Ten European countries, including France, have issued a statement demanding that nuclear power be added to the European Commission’s list of climate-friendly energy sources – before the end of the year.
The signatories, most of whom are Eastern European states, say nuclear energy "protects European consumers from price volatility" amid rising gas expenses.
They also say development of the nuclear industry "makes a decisive contribution to the independence” of Europe’s energy and electricity production sources, and could generate “a million highly qualified jobs”.
Signed by French Economy Minister Bruno Le Maire and Industry Minister Agnès Pannier-Runacher, the opinion piece, was on Sunday published in several European newspapers, including French right-wing daily Le Figaro.
It comes as the European Commission prepares to update its list of sustainable energy sources – a classification system known as taxonomy. Inclusion on the list opens up a sector to green finance, giving it a competitive advantage.
It steers private capital out of polluting economic activities and into those that can help play a role in fighting climate change.
Ally or enemy?
The inclusion of nuclear is a divisive subject in Europe. Germany, Austria, Luxembourg and a barrage of NGOs are staunchly opposed, while France, Poland, Romania, Hungary, Bulgaria, the Czech Republic, Slovakia, Croatia, Slovenia and Finland are fervently in favour.
Under the taxonomy framework, first published in April, nuclear energy has been given the “does not harm” label, which means it is not yet eligible for investments with lower tax rates.
Providing about 10 percent of the world's electricity, nuclear power emits less carbon than fossil fuels, and even solar power. Its only direct emission is water vapour from a plant’s cooling system.
However nuclear power also produces radioactive waste of varying degrees of danger, and with varying degrees of life expectancy. Many countries manage this by burying the waste deep underground.
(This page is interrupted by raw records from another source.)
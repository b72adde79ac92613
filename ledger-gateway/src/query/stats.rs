use super::QueryEngine;
use crate::backend::{BlockchainInfo, FailoverCaller, SpentInfo, SpentInfoQuery};
use crate::error::GatewayResult;

/// Backend verification progress as a percentage.
pub async fn sync_percentage(failover: &FailoverCaller) -> GatewayResult<f64> {
    let info = failover
        .try_all("getblockchaininfo", |backend| async move {
            backend.get_blockchain_info().await
        })
        .await?;

    Ok(info.verification_progress * 100.0)
}

pub fn is_synced_percentage(percentage: f64) -> bool {
    percentage.round() >= 100.0
}

impl QueryEngine {
    /// Where an output was spent; unknown or unspent outputs give `{}`.
    pub async fn get_spent_info(&self, query: &SpentInfoQuery) -> GatewayResult<SpentInfo> {
        self.failover
            .call_once("getspentinfo", |backend| async move {
                match backend.get_spent_info(query).await {
                    Err(e) if e.is_not_found() => Ok(SpentInfo::default()),
                    other => other,
                }
            })
            .await
    }

    pub async fn estimate_fee(&self, blocks: u32) -> GatewayResult<f64> {
        self.failover
            .call_once("estimatefee", |backend| async move {
                backend.estimate_fee(blocks).await
            })
            .await
    }

    pub async fn get_blockchain_info(&self) -> GatewayResult<BlockchainInfo> {
        self.failover
            .try_all("getblockchaininfo", |backend| async move {
                backend.get_blockchain_info().await
            })
            .await
    }

    pub async fn sync_percentage(&self) -> GatewayResult<f64> {
        sync_percentage(&self.failover).await
    }

    pub async fn is_synced(&self) -> GatewayResult<bool> {
        Ok(is_synced_percentage(self.sync_percentage().await?))
    }
}

#[cfg(test)]
mod tests {
    use super::*;
    use crate::backend::mock::MockBackend;
    use crate::config::QueryConfig;
    use crate::error::BackendError;
    use crate::query::fixture;
    use std::sync::Arc;

    #[tokio::test]
    async fn test_spent_info_not_found_is_empty() {
        let backend = Arc::new(MockBackend::new("node"));
        backend.add_spent_info(
            "aa",
            1,
            SpentInfo {
                txid: Some("bb".to_string()),
                index: Some(0),
                height: Some(10),
            },
        );
        let engine = fixture::engine(&[backend.clone()], QueryConfig::default());

        let query = SpentInfoQuery {
            txid: "aa".to_string(),
            index: 1,
        };
        let info = engine.get_spent_info(&query).await.unwrap();
        assert_eq!(info.txid.as_deref(), Some("bb"));

        let query = SpentInfoQuery {
            txid: "aa".to_string(),
            index: 0,
        };
        assert_eq!(engine.get_spent_info(&query).await.unwrap(), SpentInfo::default());

        backend.fail_with(BackendError::new(-1, "down"));
        assert_eq!(
            engine.get_spent_info(&query).await.unwrap_err().code(),
            Some(-1)
        );
    }

    #[tokio::test]
    async fn test_sync_percentage() {
        let backend = Arc::new(MockBackend::new("node"));
        let engine = fixture::engine(&[backend.clone()], QueryConfig::default());

        backend.set_verification_progress(0.5);
        assert_eq!(engine.sync_percentage().await.unwrap(), 50.0);
        assert!(!engine.is_synced().await.unwrap());

        // Rounds to 100
        backend.set_verification_progress(0.999996);
        assert!(engine.is_synced().await.unwrap());

        assert_eq!(engine.estimate_fee(6).await.unwrap(), 0.0001);
        assert_eq!(engine.get_blockchain_info().await.unwrap().chain, "regtest");
    }
}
The waste, along with catastrophic accidents, have given nuclear power a poor reputation.
However nuclear remains the largest source of power in France, generating more than 70 percent of the country's electricity needs.
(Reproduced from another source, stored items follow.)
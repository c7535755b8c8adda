//! The two resident objects and which one is drawn

use super::config::RendererConfig;
use crate::core::Result;
use crate::gpu::GpuBackend;
use crate::renderer::flags::ActiveObject;
use crate::renderer::object::RenderableObject;
use crate::renderer::shader::{ReloadOutcome, ShaderPaths};

/// Two objects that both stay uploaded while only one is drawn per frame.
#[derive(Debug)]
pub struct Stage {
    primary: RenderableObject,
    secondary: RenderableObject,
    active: ActiveObject,
}

impl Stage {
    #[must_use]
    pub fn new(primary: RenderableObject, secondary: RenderableObject) -> Self {
        Self {
            primary,
            secondary,
            active: ActiveObject::Primary,
        }
    }

    /// Create both configured objects and make them resident.
    ///
    /// Anything allocated before a failure is released again.
    pub fn from_config(gpu: &mut dyn GpuBackend, config: &RendererConfig) -> Result<Self> {
        let primary = RenderableObject::from_spec(&config.scene.primary)?;
        let secondary = RenderableObject::from_spec(&config.scene.secondary)?;
        let mut stage = Self::new(primary, secondary);

        let paths = ShaderPaths::from_config(&config.shaders);
        if let Err(err) = stage.initialize(gpu, &paths) {
            stage.release(gpu);
            return Err(err);
        }
        Ok(stage)
    }

    /// Build shaders and upload geometry for both objects.
    ///
    /// On failure the objects may hold partial resources; the caller is
    /// expected to `release` the stage.
    pub fn initialize(&mut self, gpu: &mut dyn GpuBackend, paths: &ShaderPaths) -> Result<()> {
        for object in [&mut self.primary, &mut self.secondary] {
            object.initialize_shaders(gpu, paths)?;
            object.upload_geometry(gpu);
        }
        self.apply_selection();
        Ok(())
    }

    /// Switch the drawn object. The other one stays resident.
    pub fn select(&mut self, active: ActiveObject) {
        if self.active != active {
            log::info!(
                "Switching to {} ({active:?})",
                self.get(active).name()
            );
        }
        self.active = active;
        self.apply_selection();
    }

    fn apply_selection(&mut self) {
        if self.primary.is_uploaded() {
            self.primary.set_active(self.active == ActiveObject::Primary);
        }
        if self.secondary.is_uploaded() {
            self.secondary.set_active(self.active == ActiveObject::Secondary);
        }
    }

    #[must_use]
    pub fn selection(&self) -> ActiveObject {
        self.active
    }

    #[must_use]
    pub fn get(&self, which: ActiveObject) -> &RenderableObject {
        match which {
            ActiveObject::Primary => &self.primary,
            ActiveObject::Secondary => &self.secondary,
        }
    }

    #[must_use]
    pub fn active(&self) -> &RenderableObject {
        self.get(self.active)
    }

    pub fn active_mut(&mut self) -> &mut RenderableObject {
        match self.active {
            ActiveObject::Primary => &mut self.primary,
            ActiveObject::Secondary => &mut self.secondary,
        }
    }

    /// Reload the drawn object's shaders if their sources changed.
    pub fn reload_active(&mut self, gpu: &mut dyn GpuBackend) -> ReloadOutcome {
        self.active_mut().check_and_reload_shaders(gpu)
    }

    /// Release both objects.
    pub fn release(self, gpu: &mut dyn GpuBackend) {
        self.primary.release(gpu);
        self.secondary.release(gpu);
    }
}

#[cfg(test)]
mod tests {
    use std::path::Path;

    use glam::Vec3;

    use super::*;
    use crate::gpu::recording::RecordingBackend;
    use crate::renderer::object::Residency;

    fn paths() -> ShaderPaths {
        let dir = Path::new(env!("CARGO_MANIFEST_DIR")).join("shaders");
        ShaderPaths::new(dir.join("object.vert.wgsl"), dir.join("object.frag.wgsl"))
    }

    fn stage() -> Stage {
        Stage::new(
            RenderableObject::cube(1.0, Vec3::X),
            RenderableObject::triangle(Vec3::Y),
        )
    }

    #[test]
    fn test_both_resident_one_active() {
        let mut gpu = RecordingBackend::new();
        let mut stage = stage();
        stage.initialize(&mut gpu, &paths()).unwrap();

        assert_eq!(stage.get(ActiveObject::Primary).residency(), Residency::Active);
        assert_eq!(
            stage.get(ActiveObject::Secondary).residency(),
            Residency::InactiveResident
        );

        stage.select(ActiveObject::Secondary);
        assert_eq!(stage.active().name(), "triangle");
        assert_eq!(
            stage.get(ActiveObject::Primary).residency(),
            Residency::InactiveResident
        );

        stage.release(&mut gpu);
        assert_eq!(gpu.live_count(), 0);
    }

    #[test]
    fn test_failed_initialize_releases_cleanly() {
        let dir = tempfile::tempdir().unwrap();
        let vert = dir.path().join("bad.vert.wgsl");
        std::fs::write(&vert, "this is not wgsl").unwrap();
        let bad = ShaderPaths::new(vert, paths().fragment);

        let mut gpu = RecordingBackend::new();
        let mut stage = stage();
        assert!(stage.initialize(&mut gpu, &bad).is_err());

        stage.release(&mut gpu);
        assert_eq!(gpu.live_count(), 0);
    }
}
For France, Sunday’s joint statement offers an opportunity to throw the spotlight on nuclear power two days before President Emmanuel Macron unveils his "France 2030" investment plan.
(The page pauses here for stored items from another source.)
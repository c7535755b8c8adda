//! Viewer configuration
//!
//! All start-up values (window, camera, lights, shader locations and the two
//! scene objects) live in one [`RendererConfig`] value that is passed to the
//! program at construction. It can be loaded from a RON file; every field
//! has a default, so a file only needs to name what it changes.
//!
//! ```ron
//! (
//!     window: (title: "Suzanne", width: 1920, height: 1080),
//!     scene: (secondary: Mesh(path: "assets/suzanne.obj", colour: (0.2, 0.8, 0.0))),
//! )
//! ```

use std::fs;
use std::path::{Path, PathBuf};

use glam::Vec3;
use serde::{Deserialize, Serialize};

use super::error::{Error, Result};
use crate::renderer::lights::LightingEnvironment;

/// Window configuration
#[derive(Debug, Clone, PartialEq, Serialize, Deserialize)]
#[serde(default)]
pub struct WindowConfig {
    /// Window title
    pub title: String,
    /// Initial window width
    pub width: u32,
    /// Initial window height
    pub height: u32,
    /// Enable VSync
    pub vsync: bool,
}

impl Default for WindowConfig {
    fn default() -> Self {
        Self {
            title: String::from("Lumen"),
            width: 1280,
            height: 720,
            vsync: true,
        }
    }
}

/// Initial camera state and input response.
#[derive(Debug, Clone, PartialEq, Serialize, Deserialize)]
#[serde(default)]
pub struct CameraConfig {
    pub eye: Vec3,
    pub view_direction: Vec3,
    pub up: Vec3,
    /// Degrees
    pub yaw: f32,
    /// Degrees
    pub pitch: f32,
    /// Degrees of rotation per unit of mouse motion
    pub sensitivity: f32,
    /// World units per movement key press or repeat
    pub movement_speed: f32,
}

impl Default for CameraConfig {
    fn default() -> Self {
        Self {
            eye: Vec3::new(0.0, 0.0, 3.0),
            view_direction: Vec3::NEG_Z,
            up: Vec3::Y,
            yaw: -90.0,
            pitch: 0.0,
            sensitivity: 0.1,
            movement_speed: 0.2,
        }
    }
}

/// Where shader sources are read from.
#[derive(Debug, Clone, PartialEq, Serialize, Deserialize)]
#[serde(default)]
pub struct ShaderConfig {
    /// Directory holding the stage sources
    pub directory: PathBuf,
    /// Vertex stage file name, relative to `directory`
    pub vertex: PathBuf,
    /// Fragment stage file name, relative to `directory`
    pub fragment: PathBuf,
    /// Extra directories searched by `#include`
    pub include_dirs: Vec<PathBuf>,
}

impl ShaderConfig {
    /// Full path of the vertex stage source.
    #[must_use]
    pub fn vertex_path(&self) -> PathBuf {
        self.directory.join(&self.vertex)
    }

    /// Full path of the fragment stage source.
    #[must_use]
    pub fn fragment_path(&self) -> PathBuf {
        self.directory.join(&self.fragment)
    }
}

impl Default for ShaderConfig {
    fn default() -> Self {
        Self {
            directory: PathBuf::from("shaders"),
            vertex: PathBuf::from("object.vert.wgsl"),
            fragment: PathBuf::from("object.frag.wgsl"),
            include_dirs: Vec::new(),
        }
    }
}

/// Description of one renderable object.
#[derive(Debug, Clone, PartialEq, Serialize, Deserialize)]
pub enum ObjectSpec {
    /// Procedural cube spanning `-half_extent..=half_extent` on each axis
    Cube { half_extent: f32, colour: Vec3 },
    /// Mesh loaded from an `.obj`, `.gltf` or `.glb` file
    Mesh { path: PathBuf, colour: Vec3 },
    /// Single flat triangle
    Triangle { colour: Vec3 },
}

/// The two resident objects; `primary` is shown first.
#[derive(Debug, Clone, PartialEq, Serialize, Deserialize)]
#[serde(default)]
pub struct SceneConfig {
    pub primary: ObjectSpec,
    pub secondary: ObjectSpec,
}

impl Default for SceneConfig {
    fn default() -> Self {
        Self {
            primary: ObjectSpec::Cube {
                half_extent: 1.0,
                colour: Vec3::new(1.0, 0.647, 0.0),
            },
            secondary: ObjectSpec::Mesh {
                path: PathBuf::from("assets/icosphere.obj"),
                colour: Vec3::new(0.2, 0.8, 0.0),
            },
        }
    }
}

/// Complete start-up configuration.
#[derive(Debug, Clone, PartialEq, Serialize, Deserialize)]
#[serde(default)]
pub struct RendererConfig {
    pub window: WindowConfig,
    pub camera: CameraConfig,
    pub lighting: LightingEnvironment,
    pub shaders: ShaderConfig,
    pub scene: SceneConfig,
    /// RGBA clear colour
    pub clear_colour: [f32; 4],
}

impl Default for RendererConfig {
    fn default() -> Self {
        Self {
            window: WindowConfig::default(),
            camera: CameraConfig::default(),
            lighting: LightingEnvironment::default(),
            shaders: ShaderConfig::default(),
            scene: SceneConfig::default(),
            clear_colour: [0.0, 0.0, 0.0, 1.0],
        }
    }
}

impl RendererConfig {
    /// Load a configuration from a RON file.
    ///
    /// Relative shader and mesh paths in the file are resolved against the
    /// file's own directory.
    pub fn load(path: impl AsRef<Path>) -> Result<Self> {
        let path = path.as_ref();
        let text = fs::read_to_string(path).map_err(|err| Error::Config {
            path: path.to_path_buf(),
            message: err.to_string(),
        })?;

        let mut config = Self::from_ron(&text).map_err(|message| Error::Config {
            path: path.to_path_buf(),
            message,
        })?;

        if let Some(base) = path.parent() {
            config.resolve_relative_to(base);
        }
        Ok(config)
    }

    /// Parse a configuration from RON text.
    pub fn from_ron(text: &str) -> std::result::Result<Self, String> {
        ron::from_str(text).map_err(|err| err.to_string())
    }

    /// Serialise to pretty RON.
    pub fn to_ron(&self) -> std::result::Result<String, String> {
        ron::ser::to_string_pretty(self, ron::ser::PrettyConfig::default())
            .map_err(|err| err.to_string())
    }

    /// Resolve relative shader and mesh paths against `base`.
    #[must_use]
    pub fn with_base_directory(mut self, base: impl AsRef<Path>) -> Self {
        self.resolve_relative_to(base.as_ref());
        self
    }

    fn resolve_relative_to(&mut self, base: &Path) {
        let resolve = |path: &mut PathBuf| {
            if path.is_relative() {
                *path = base.join(&*path);
            }
        };

        resolve(&mut self.shaders.directory);
        self.shaders.include_dirs.iter_mut().for_each(resolve);
        for spec in [&mut self.scene.primary, &mut self.scene.secondary] {
            if let ObjectSpec::Mesh { path, .. } = spec {
                resolve(path);
            }
        }
    }

    /// Set the window title
    #[must_use]
    pub fn with_title(mut self, title: impl Into<String>) -> Self {
        self.window.title = title.into();
        self
    }

    /// Set window dimensions
    #[must_use]
    pub fn with_size(mut self, width: u32, height: u32) -> Self {
        self.window.width = width;
        self.window.height = height;
        self
    }

    /// Enable or disable VSync
    #[must_use]
    pub fn with_vsync(mut self, vsync: bool) -> Self {
        self.window.vsync = vsync;
        self
    }

    /// Replace the two scene objects
    #[must_use]
    pub fn with_scene(mut self, primary: ObjectSpec, secondary: ObjectSpec) -> Self {
        self.scene = SceneConfig { primary, secondary };
        self
    }

    /// Read shaders from another directory
    #[must_use]
    pub fn with_shader_directory(mut self, directory: impl Into<PathBuf>) -> Self {
        self.shaders.directory = directory.into();
        self
    }
}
The nuclear industry is expected to figure prominently in the strategy, which is expected to cost tens of billions of euros.
Back in March, Macron himself co-signed a letter with Eastern European leaders urging the European Commission to include nuclear energy in its green taxonomy.
The tool, which will be updated over time, covers the economic activities of about 40 percent of listed companies that are domiciled in the EU, in sectors that account for 80 percent of emissions.
It is part of the EU's wider efforts to become the world's first carbon neutral continent by 2050. To achieve this, the bloc has pledged to cut carbon emissions by 55 percent this decade.